Le aziende sono pronte a riformare l’identità lavorativa dei dipendenti, a partire dalla gestione delle risorse umane, del tempo e del lavoro stesso? Parliamo di settimana corta, maggiore flessibilità, smart working…
Casi positivi ce ne sono stati, non necessariamente in Italia, ma imprenditori che sono andati incontro alle esigenze dei dipendenti soprattutto dal punto di vista del tempo ce ne sono. La settimana corta a parità di retribuzione mi sembra un concetto ancora molto distante, e la cultura delle risorse umane, per quanto delicata e controversa, in alcune aziende non c’è nemmeno, basti pensare ad alcune micro imprese italiane in cui il personale è ridotto e in cui è presente la figura del “padrone” di cui si parlava tanto negli anni ’70-’80. In Italia c’è ancora l’idea per cui per essere competitivi bisogna ridurre il costo del lavoro, anche nel Def dell’attuale governo la moderazione salariale rimane una priorità.
Si parla molto di femminismo, ma di fatto l’attuazione di politiche lavorative inclusive risulta difficile sia perché viviamo in una società di stampo patriarcale sia perché le aziende più che favorire l’entrata delle donne nel mondo del lavoro ne agevolano l’uscita. Ci verrà mai permesso di emanciparci dal ruolo di api operaie?
Mi auguro di sì. Il tema delle donne nel mondo del lavoro in Italia è ancora legato a una cultura, che prescinde dalla questione “maternità”, che le considera un’eccezione, un problema, un oggetto esotico. La donna non è identificata nella figura del lavoratore classico che è ancora immaginata come maschile. Però devo ammettere che i movimenti femministi e le nuove generazioni su questo stanno lavorando tantissimo, anche in modo efficace, quindi per certi versi anche la questione delle dimissioni è interessante: se da un lato è vero che vengono sempre messe alle strette perché è impossibile essere madri, figlie e lavoratrici a tempo pieno, c’è una consapevolezza che quello non è nemmeno più ciò che vogliono.

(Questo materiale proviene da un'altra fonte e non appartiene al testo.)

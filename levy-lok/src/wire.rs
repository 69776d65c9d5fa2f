//! Wire-format handling for the contribution endpoint.
//!
//! The endpoint answers either `{ "contribution": [ ... ] }` or an error
//! shape `{ "err": { "code": ... } }`, and individual rows are only loosely
//! typed upstream (kingdom ids arrive as strings or numbers, names and
//! continents may be missing). Rows are validated one by one so a single
//! malformed entry never discards its siblings.

use levy_core::{KingdomId, KingdomTotal, LandId, WeeklyWindow};
use serde::Deserialize;
use serde_json::Value;

/// Name substituted when upstream omits a kingdom's display name.
const UNKNOWN_KINGDOM: &str = "Unknown Kingdom";

#[derive(Debug, Deserialize)]
pub(crate) struct Envelope {
    #[serde(default)]
    pub(crate) contribution: Option<Vec<Value>>,
    #[serde(default)]
    pub(crate) err: Option<ApiError>,
}

#[derive(Debug, Deserialize)]
pub(crate) struct ApiError {
    #[serde(default)]
    pub(crate) code: Option<Value>,
}

/// Convert a decoded envelope into valid rows.
///
/// A body without a `contribution` array (including the `err` shape) is "no
/// data for this pair", not a failure.
pub(crate) fn rows_from_envelope(
    envelope: Envelope,
    land: &LandId,
    window: WeeklyWindow,
) -> Vec<KingdomTotal> {
    let Some(items) = envelope.contribution else {
        let code = envelope.err.and_then(|e| e.code);
        tracing::debug!(
            land = %land,
            week = %window.start(),
            code = ?code,
            "no contribution data for pair"
        );
        return Vec::new();
    };

    let mut rows = Vec::with_capacity(items.len());
    for item in &items {
        match parse_row(item) {
            Some(row) => rows.push(row),
            None => tracing::warn!(
                land = %land,
                week = %window.start(),
                item = %item,
                "skipping malformed contribution row"
            ),
        }
    }
    rows
}

/// A usable row needs a kingdom id and a numeric total. Numeric kingdom ids
/// are coerced to strings; name and continent default when absent.
fn parse_row(item: &Value) -> Option<KingdomTotal> {
    let obj = item.as_object()?;
    let total = obj.get("total")?.as_f64()?;

    let kingdom_id = match obj.get("kingdomId")? {
        Value::String(s) if !s.is_empty() => s.clone(),
        Value::Number(n) => n.to_string(),
        _ => return None,
    };

    let name = obj
        .get("name")
        .and_then(Value::as_str)
        .filter(|s| !s.is_empty())
        .unwrap_or(UNKNOWN_KINGDOM)
        .to_string();

    let continent = match obj.get("continent") {
        Some(Value::Number(n)) => n
            .as_i64()
            .and_then(|c| i32::try_from(c).ok())
            .unwrap_or(0),
        Some(Value::String(s)) => s.parse().unwrap_or(0),
        _ => 0,
    };

    Some(KingdomTotal {
        kingdom_id: KingdomId::new(kingdom_id),
        total,
        name,
        continent,
    })
}
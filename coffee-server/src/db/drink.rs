//! Drink Repository

use shared::models::{Drink, DrinkCreate, Recipe};
use sqlx::SqlitePool;

use super::{RepoError, RepoResult};

/// Raw table row; `recipe` is JSON text
#[derive(Debug, sqlx::FromRow)]
struct DrinkRow {
    id: i64,
    title: String,
    recipe: String,
}

impl TryFrom<DrinkRow> for Drink {
    type Error = RepoError;

    fn try_from(row: DrinkRow) -> Result<Self, Self::Error> {
        Ok(Drink {
            id: row.id,
            title: row.title,
            recipe: Recipe::from_json(&row.recipe)?,
        })
    }
}

fn validate_title(title: &str) -> RepoResult<()> {
    if title.trim().is_empty() {
        return Err(RepoError::Validation("title must not be blank".to_string()));
    }
    Ok(())
}

/// All drinks ordered by id
pub async fn find_all(pool: &SqlitePool) -> RepoResult<Vec<Drink>> {
    let rows = sqlx::query_as::<_, DrinkRow>("SELECT id, title, recipe FROM drink ORDER BY id")
        .fetch_all(pool)
        .await?;
    rows.into_iter().map(Drink::try_from).collect()
}

pub async fn find_by_id(pool: &SqlitePool, id: i64) -> RepoResult<Option<Drink>> {
    let row = sqlx::query_as::<_, DrinkRow>("SELECT id, title, recipe FROM drink WHERE id = ?")
        .bind(id)
        .fetch_optional(pool)
        .await?;
    row.map(Drink::try_from).transpose()
}

pub async fn create(pool: &SqlitePool, data: DrinkCreate) -> RepoResult<Drink> {
    validate_title(&data.title)?;
    let recipe = data.recipe.to_json()?;
    let row = sqlx::query_as::<_, DrinkRow>(
        "INSERT INTO drink (title, recipe) VALUES (?, ?) RETURNING id, title, recipe",
    )
    .bind(&data.title)
    .bind(&recipe)
    .fetch_one(pool)
    .await?;
    Drink::try_from(row)
}

/// Persist title and recipe of an existing drink
pub async fn update(pool: &SqlitePool, drink: &Drink) -> RepoResult<Drink> {
    validate_title(&drink.title)?;
    let recipe = drink.recipe.to_json()?;
    let rows = sqlx::query("UPDATE drink SET title = ?, recipe = ? WHERE id = ?")
        .bind(&drink.title)
        .bind(&recipe)
        .bind(drink.id)
        .execute(pool)
        .await?;
    if rows.rows_affected() == 0 {
        return Err(RepoError::NotFound(format!("Drink {} not found", drink.id)));
    }

    find_by_id(pool, drink.id)
        .await?
        .ok_or_else(|| RepoError::NotFound(format!("Drink {} not found", drink.id)))
}

/// Hard delete a drink
pub async fn delete(pool: &SqlitePool, id: i64) -> RepoResult<()> {
    let rows = sqlx::query("DELETE FROM drink WHERE id = ?")
        .bind(id)
        .execute(pool)
        .await?;
    if rows.rows_affected() == 0 {
        return Err(RepoError::NotFound(format!("Drink {id} not found")));
    }
    Ok(())
}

Dobbiamo riappropriarci delle nostre vite, di noi stessi, ma soprattutto del nostro tempo.
Il tempo di vita è diventato oggetto di profonde riflessioni, e questo è importante. Perché il tempo di vita è stretto, è poco. Rispetto a due decenni fa, quando non c’era la tecnologia, il tempo libero esisteva perché il lavoro era marginale, ma soprattutto non poteva essere presente ovunque, invece adesso il lavoro è dappertutto. E non è un bene. Il tema del tempo libero è centrale, anche se può sembrare secondario, perché di fatto oggi non esiste più, e molto dell’esaurimento, del burnout, della stanchezza, che sperimentiamo e vediamo intorno a noi, ha a che fare col fatto che c’è bisogno di tempo. A fare da sfondo vi è la crisi climatica che rende il futuro ancora più incerto, anche il nostro pianeta ha bisogno di tempo, e questa modalità produttiva non è più sostenibile.